Nanovid microscopy, from "nanometer video-enhanced microscopy", is a microscopic technique aimed at visualizing colloidal gold particles of 20–40 nm diameter (nanogold, immunogold) as dynamic markers at the light-microscopic level. The nanogold particles as such are smaller than the diffraction limit of light, but can be visualized by using video-enhanced differential interference contrast (VEDIC). The technique is based on the use of contrast enhancement by video techniques and digital image processing. Nanovid microscopy, by combining small colloidal gold probes with video-enhanced quantitative microscopy, allows studying the intracellular dynamics of specific proteins in living cells.

See also 
 Microscopy
 Single-particle tracking
 Differential interference contrast microscopy
 Microtubule

References 
 De Mey, J., Moeremans, M., Geuens, G., Nuydens, R., De Brabander, M., High resolution light and electron microscopic localization of tubulin with the IGS (immuno-gold staining) method, Cell Biol. Int. Rep. 5, 889-899 (1981). 

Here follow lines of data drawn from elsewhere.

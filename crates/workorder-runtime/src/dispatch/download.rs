use super::{ReportDocument, ReportSink, SinkError, SinkReceipt};
use async_trait::async_trait;
use std::path::PathBuf;

/// Saves the document into a local directory
#[derive(Debug, Clone)]
pub struct DownloadSink {
    dir: PathBuf,
}

impl DownloadSink {
    pub fn new(dir: impl Into<PathBuf>) -> Self {
        Self { dir: dir.into() }
    }
}

#[async_trait]
impl ReportSink for DownloadSink {
    fn name(&self) -> &str {
        "download"
    }

    async fn deliver(&self, document: &ReportDocument) -> Result<SinkReceipt, SinkError> {
        tokio::fs::create_dir_all(&self.dir).await?;
        let path = self.dir.join(&document.file_name);
        tokio::fs::write(&path, &document.bytes).await?;
        Ok(SinkReceipt {
            detail: format!("saved to {}", path.display()),
        })
    }
}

 De Brabander M, Nuydens R, Geuens G, Moeremans M, De Mey J., The use of submicroscopic gold particles combined with video contrast enhancement as a simple molecular probe for the living cell, Cell Motil Cytoskeleton. 1986;6(2):105-13.  
 de Brabander, M. Nuydens, R. Ishihara, A. Holifield, B. Jacobson, K. and Geerts, H., Lateral diffusion and retrograde movements of individual cell surface components on single motile cells observed with Nanovid microscopy, J. Cell Biol., 112, 111-124 (1991).

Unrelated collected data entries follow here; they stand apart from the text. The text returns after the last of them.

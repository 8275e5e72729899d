use crate::constants::{
    FOOTER_FONT_SIZE, HELVETICA_CHAR_WIDTH_RATIO, LINE_HEIGHT_RATIO, RULE_WIDTH, mm_to_pt,
};
use crate::layout::Rect;
use crate::options::ReportOptions;
use bytes::Bytes;

#[derive(Debug, Clone, Copy, PartialEq, Eq)]
pub enum FontStyle {
    Regular,
    Bold,
}

/// Something drawn on a surface. Coordinates are in points, measured from
/// the top left corner.
#[derive(Debug, Clone, PartialEq)]
pub enum Element {
    Text {
        x: f32,
        /// Baseline, measured downward
        baseline: f32,
        size: f32,
        style: FontStyle,
        text: String,
    },
    Rule {
        x1: f32,
        y1: f32,
        x2: f32,
        y2: f32,
    },
    Frame(Rect),
    /// An image fitted into `rect`. `data` is `None` when the payload the
    /// slot refers to could not be found.
    Image {
        rect: Rect,
        label: String,
        data: Option<Bytes>,
    },
}

/// The renderable form of one planned page.
#[derive(Debug, Clone, PartialEq)]
pub struct Surface {
    pub page_number: usize,
    pub total_pages: usize,
    pub width: f32,
    /// Natural height; at least one page, more when content overflows
    pub height: f32,
    /// Height of the physical page
    pub page_height: f32,
    pub elements: Vec<Element>,
}

impl Surface {
    /// All text runs, in drawing order
    pub fn texts(&self) -> impl Iterator<Item = &str> {
        self.elements.iter().filter_map(|e| match e {
            Element::Text { text, .. } => Some(text.as_str()),
            _ => None,
        })
    }

    pub fn contains_text(&self, needle: &str) -> bool {
        self.texts().any(|t| t.contains(needle))
    }

    /// Labels of all image slots, in drawing order
    pub fn image_labels(&self) -> Vec<&str> {
        self.elements
            .iter()
            .filter_map(|e| match e {
                Element::Image { label, .. } => Some(label.as_str()),
                _ => None,
            })
            .collect()
    }

    pub fn frame_count(&self) -> usize {
        self.elements
            .iter()
            .filter(|e| matches!(e, Element::Frame(_)))
            .count()
    }

    /// Whether content runs past the bottom of the physical page
    pub fn overflows(&self) -> bool {
        self.height > self.page_height
    }
}

/// Top-down layout helper shared by the page renderers.
pub(crate) struct SurfaceBuilder<'a> {
    options: &'a ReportOptions,
    page_number: usize,
    total_pages: usize,
    width: f32,
    page_height: f32,
    left: f32,
    right: f32,
    bottom_margin: f32,
    cursor: f32,
    elements: Vec<Element>,
}

impl<'a> SurfaceBuilder<'a> {
    pub fn new(options: &'a ReportOptions, (page_number, total_pages): (usize, usize)) -> Self {
        let (width, page_height) = options.page_size_pt();
        let margins = &options.margins;
        Self {
            options,
            page_number,
            total_pages,
            width,
            page_height,
            left: mm_to_pt(margins.left_mm),
            right: width - mm_to_pt(margins.right_mm),
            bottom_margin: mm_to_pt(margins.bottom_mm),
            cursor: mm_to_pt(margins.top_mm),
            elements: Vec::new(),
        }
    }

    pub fn options(&self) -> &ReportOptions {
        self.options
    }

    pub fn left(&self) -> f32 {
        self.left
    }

    pub fn content_width(&self) -> f32 {
        self.right - self.left
    }

    pub fn cursor(&self) -> f32 {
        self.cursor
    }

    /// Bottom of the usable area on the first physical page
    pub fn page_content_bottom(&self) -> f32 {
        self.page_height - self.bottom_margin
    }

    pub fn gap(&mut self, amount: f32) {
        self.cursor += amount;
    }

    /// Write one line at the cursor and advance past it.
    pub fn line(&mut self, text: impl Into<String>, size: f32, style: FontStyle) {
        self.text_at(self.left, text, size, style);
        self.advance(size);
    }

    /// Write text on the current line without advancing.
    pub fn text_at(&mut self, x: f32, text: impl Into<String>, size: f32, style: FontStyle) {
        self.elements.push(Element::Text {
            x,
            baseline: self.cursor + size,
            size,
            style,
            text: text.into(),
        });
    }

    /// Write text whose top edge sits at `top`, independent of the cursor.
    pub fn text_at_top(
        &mut self,
        x: f32,
        top: f32,
        text: impl Into<String>,
        size: f32,
        style: FontStyle,
    ) {
        self.elements.push(Element::Text {
            x,
            baseline: top + size,
            size,
            style,
            text: text.into(),
        });
    }

    pub fn advance(&mut self, size: f32) {
        self.cursor += size * LINE_HEIGHT_RATIO;
    }

    pub fn heading(&mut self, text: &str) {
        let size = self.options.heading_font_size_pt;
        self.gap(size * 0.5);
        self.line(text, size, FontStyle::Bold);
    }

    pub fn rule(&mut self) {
        self.elements.push(Element::Rule {
            x1: self.left,
            y1: self.cursor,
            x2: self.right,
            y2: self.cursor,
        });
        self.gap(RULE_WIDTH * 4.0);
    }

    pub fn frame(&mut self, rect: Rect) {
        self.elements.push(Element::Frame(rect));
    }

    pub fn image(&mut self, rect: Rect, label: impl Into<String>, data: Option<Bytes>) {
        self.elements.push(Element::Image {
            rect,
            label: label.into(),
            data,
        });
    }

    /// Append the footer and produce the surface.
    pub fn finish(mut self) -> Surface {
        let content_bottom = self.cursor + self.bottom_margin;

        let baseline = self.page_height - self.bottom_margin / 2.0;
        let footer_rule = baseline - FOOTER_FONT_SIZE * LINE_HEIGHT_RATIO;
        self.elements.push(Element::Rule {
            x1: self.left,
            y1: footer_rule,
            x2: self.right,
            y2: footer_rule,
        });
        self.elements.push(Element::Text {
            x: self.left,
            baseline,
            size: FOOTER_FONT_SIZE,
            style: FontStyle::Regular,
            text: self.options.footer_text.clone(),
        });

        let pagination = format!("Page {} / {}", self.page_number, self.total_pages);
        let pagination_width =
            pagination.chars().count() as f32 * FOOTER_FONT_SIZE * HELVETICA_CHAR_WIDTH_RATIO;
        self.elements.push(Element::Text {
            x: self.right - pagination_width,
            baseline,
            size: FOOTER_FONT_SIZE,
            style: FontStyle::Regular,
            text: pagination,
        });

        Surface {
            page_number: self.page_number,
            total_pages: self.total_pages,
            width: self.width,
            height: content_bottom.max(self.page_height),
            page_height: self.page_height,
            elements: self.elements,
        }
    }
}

 Degelos SD, Wilson MP, Chandler JE., Nanovid microscopy for assessing sperm membrane changes induced by in vitro capacitating and acrosomal reacting procedures, J Androl. 1994 Sep-Oct;15(5):462-7.

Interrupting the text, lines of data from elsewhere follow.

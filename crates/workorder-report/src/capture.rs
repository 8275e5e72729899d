//! Surface capture
//!
//! A surface is rasterized as a whole at [`CAPTURE_SCALE`] pixels per point
//! and stored as one JPEG. Text is filled from font outlines, rules and
//! frames are stroked, and image payloads are decoded and fitted into their
//! slots. A payload that does not decode leaves its slot framed and empty;
//! the rest of the page is kept.

use crate::constants::{CAPTURE_SCALE, JPEG_QUALITY, RULE_WIDTH};
use crate::fonts::FontSet;
use crate::layout::Rect;
use crate::options::ReportOptions;
use crate::render::{Element, FontStyle, Surface};
use crate::types::{CaptureError, CaptureFailure};
use image::codecs::jpeg::JpegEncoder;
use image::imageops::FilterType;
use image::{DynamicImage, ExtendedColorType};
use std::sync::Arc;
use tiny_skia::{
    Color, FillRule, IntSize, Paint, PathBuilder, Pixmap, PixmapPaint, Stroke, Transform,
};

/// Converts surfaces into captured pages, one at a time.
///
/// Capture takes `&mut self`: an implementation may hold scratch state that
/// is reused from page to page.
pub trait SurfaceCapturer {
    fn capture(&mut self, surface: &Surface) -> Result<CapturedPage, CaptureError>;
}

/// One surface as a JPEG image
#[derive(Debug, Clone, PartialEq)]
pub struct CapturedPage {
    pub page_number: usize,
    pub width_pt: f32,
    pub height_pt: f32,
    pub width_px: u32,
    pub height_px: u32,
    pub jpeg: Vec<u8>,
    /// Labels of image slots left empty because their payload did not decode
    pub empty_slots: Vec<String>,
}

/// Default capturer: whole-page raster, JPEG at a fixed quality.
pub struct RasterCapturer {
    scale: f32,
    quality: u8,
    fonts: Arc<FontSet>,
    /// RGB pixels of the page being encoded, reused between pages
    staging: Vec<u8>,
}

impl Default for RasterCapturer {
    fn default() -> Self {
        Self::new()
    }
}

impl RasterCapturer {
    /// Capturer using the system sans-serif font.
    pub fn new() -> Self {
        Self::with_fonts(FontSet::system())
    }

    pub fn with_fonts(fonts: Arc<FontSet>) -> Self {
        Self {
            scale: CAPTURE_SCALE,
            quality: JPEG_QUALITY,
            fonts,
            staging: Vec::new(),
        }
    }

    /// Capturer using the font files named in `options`, or the system font.
    pub fn from_options(options: &ReportOptions) -> crate::types::Result<Self> {
        match &options.font_file {
            Some(regular) => {
                let fonts = FontSet::from_files(regular, options.bold_font_file.as_deref())?;
                Ok(Self::with_fonts(Arc::new(fonts)))
            }
            None => Ok(Self::new()),
        }
    }

    fn encode(&mut self, pixmap: &Pixmap) -> Result<Vec<u8>, CaptureFailure> {
        // Every pixel is opaque, so premultiplied RGBA equals straight RGBA.
        self.staging.clear();
        self.staging.reserve(pixmap.data().len() / 4 * 3);
        for px in pixmap.data().chunks_exact(4) {
            self.staging.extend_from_slice(&px[..3]);
        }

        let mut jpeg = Vec::new();
        JpegEncoder::new_with_quality(&mut jpeg, self.quality)
            .encode(
                &self.staging,
                pixmap.width(),
                pixmap.height(),
                ExtendedColorType::Rgb8,
            )
            .map_err(|e| CaptureFailure::Encode(e.to_string()))?;
        Ok(jpeg)
    }
}

impl SurfaceCapturer for RasterCapturer {
    fn capture(&mut self, surface: &Surface) -> Result<CapturedPage, CaptureError> {
        let fail = |reason| CaptureError {
            page_number: surface.page_number,
            reason,
        };

        if !(surface.width > 0.0 && surface.height > 0.0) {
            return Err(fail(CaptureFailure::EmptySurface));
        }

        let width_px = (surface.width * self.scale).ceil() as u32;
        let height_px = (surface.height * self.scale).ceil() as u32;
        let pixmap = Pixmap::new(width_px, height_px).ok_or_else(|| {
            fail(CaptureFailure::TooLarge {
                width_px,
                height_px,
            })
        })?;

        let mut empty_slots = Vec::new();
        let pixmap = {
            let mut canvas = Canvas::new(pixmap, self.scale, &self.fonts);
            for element in &surface.elements {
                match element {
                    Element::Text {
                        x,
                        baseline,
                        size,
                        style,
                        text,
                    } => canvas.text(*x, *baseline, *size, *style, text),
                    Element::Rule { x1, y1, x2, y2 } => canvas.line(*x1, *y1, *x2, *y2),
                    Element::Frame(rect) => canvas.frame(rect),
                    Element::Image { rect, label, data } => {
                        let data = data
                            .as_ref()
                            .ok_or_else(|| fail(CaptureFailure::MissingImage(label.clone())))?;
                        match image::load_from_memory(data) {
                            Ok(decoded) => canvas.image(rect, decoded),
                            Err(e) => {
                                log::warn!(
                                    "Page {}: {} could not be decoded, leaving it empty: {}",
                                    surface.page_number,
                                    label,
                                    e
                                );
                                canvas.frame(rect);
                                empty_slots.push(label.clone());
                            }
                        }
                    }
                }
            }
            canvas.pixmap
        };

        let jpeg = self.encode(&pixmap).map_err(fail)?;
        log::debug!(
            "Captured page {} at {}x{} px, {} bytes",
            surface.page_number,
            width_px,
            height_px,
            jpeg.len()
        );

        Ok(CapturedPage {
            page_number: surface.page_number,
            width_pt: surface.width,
            height_pt: surface.height,
            width_px,
            height_px,
            jpeg,
            empty_slots,
        })
    }
}

// =============================================================================
// Drawing
// =============================================================================

/// A white pixmap addressed in top-down surface points.
struct Canvas<'a> {
    pixmap: Pixmap,
    scale: f32,
    transform: Transform,
    fonts: &'a FontSet,
    ink: Paint<'static>,
    rule: Paint<'static>,
    stroke: Stroke,
}

impl<'a> Canvas<'a> {
    fn new(mut pixmap: Pixmap, scale: f32, fonts: &'a FontSet) -> Self {
        pixmap.fill(Color::WHITE);
        Self {
            pixmap,
            scale,
            transform: Transform::from_scale(scale, scale),
            fonts,
            ink: solid(0),
            rule: solid(153),
            stroke: Stroke {
                width: RULE_WIDTH,
                ..Stroke::default()
            },
        }
    }

    fn text(&mut self, x: f32, baseline: f32, size: f32, style: FontStyle, text: &str) {
        let mut path = PathBuilder::new();
        self.fonts
            .outline_text(&mut path, text, x, baseline, size, style);
        if let Some(path) = path.finish() {
            self.pixmap
                .fill_path(&path, &self.ink, FillRule::Winding, self.transform, None);
        }
    }

    fn line(&mut self, x1: f32, y1: f32, x2: f32, y2: f32) {
        let mut path = PathBuilder::new();
        path.move_to(x1, y1);
        path.line_to(x2, y2);
        if let Some(path) = path.finish() {
            self.pixmap
                .stroke_path(&path, &self.rule, &self.stroke, self.transform, None);
        }
    }

    fn frame(&mut self, rect: &Rect) {
        let Some(bounds) = tiny_skia::Rect::from_xywh(rect.x, rect.y, rect.width, rect.height)
        else {
            return;
        };
        let path = PathBuilder::from_rect(bounds);
        self.pixmap
            .stroke_path(&path, &self.rule, &self.stroke, self.transform, None);
    }

    /// Fit `image` into `rect`, resampled to device pixels.
    fn image(&mut self, rect: &Rect, image: DynamicImage) {
        let placed = rect.fit(image.width() as f32, image.height() as f32);
        let width = (placed.width * self.scale).round() as u32;
        let height = (placed.height * self.scale).round() as u32;
        let Some(size) = IntSize::from_wh(width, height) else {
            return;
        };

        let resized = image.resize_exact(width, height, FilterType::Triangle);
        let Some(tile) = Pixmap::from_vec(flatten(resized), size) else {
            return;
        };
        self.pixmap.draw_pixmap(
            (placed.x * self.scale).round() as i32,
            (placed.y * self.scale).round() as i32,
            tile.as_ref(),
            &PixmapPaint::default(),
            Transform::identity(),
            None,
        );
    }
}

fn solid(gray: u8) -> Paint<'static> {
    let mut paint = Paint::default();
    paint.set_color_rgba8(gray, gray, gray, 255);
    paint.anti_alias = true;
    paint
}

/// Composite onto white, producing opaque RGBA.
fn flatten(image: DynamicImage) -> Vec<u8> {
    let rgba = image.into_rgba8();
    let mut out = Vec::with_capacity(rgba.as_raw().len());
    for px in rgba.pixels() {
        let [r, g, b, a] = px.0;
        let a = a as u16;
        let blend = |c: u8| ((c as u16 * a + 255 * (255 - a)) / 255) as u8;
        out.extend_from_slice(&[blend(r), blend(g), blend(b), 255]);
    }
    out
}

#[cfg(test)]
mod tests {
    use super::*;

    #[test]
    fn test_flatten_blends_onto_white() {
        let image = image::RgbaImage::from_pixel(1, 1, image::Rgba([0, 0, 0, 0]));
        assert_eq!(flatten(DynamicImage::ImageRgba8(image)), vec![255, 255, 255, 255]);

        let image = image::RgbaImage::from_pixel(1, 1, image::Rgba([10, 20, 30, 255]));
        assert_eq!(flatten(DynamicImage::ImageRgba8(image)), vec![10, 20, 30, 255]);
    }

    #[test]
    fn test_canvas_maps_points_to_pixels() {
        let fonts = FontSet::empty();
        let pixmap = Pixmap::new(40, 40).unwrap();
        let mut canvas = Canvas::new(pixmap, 2.0, &fonts);

        let red = image::RgbImage::from_pixel(4, 4, image::Rgb([255, 0, 0]));
        canvas.image(&Rect::new(5.0, 5.0, 10.0, 10.0), DynamicImage::ImageRgb8(red));

        let at = |x: u32, y: u32| canvas.pixmap.pixel(x, y).unwrap();
        assert_eq!((at(20, 20).red(), at(20, 20).green()), (255, 0));
        assert_eq!(at(5, 5).green(), 255);
        assert_eq!(at(35, 35).green(), 255);
    }
}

 Geerts H, De Brabander M, Nuydens R, Geuens S, Moeremans M, De Mey J, Hollenbeck P., Nanovid tracking: a new automatic method for the study of mobility in living cells based on colloidal gold and video microscopy, Biophys J. 1987 Nov;52(5):775-82.
 Geerts H, de Brabander M, Nuydens R., Nanovid microscopy, Nature. 1991 Jun 27;351(6329):765-6.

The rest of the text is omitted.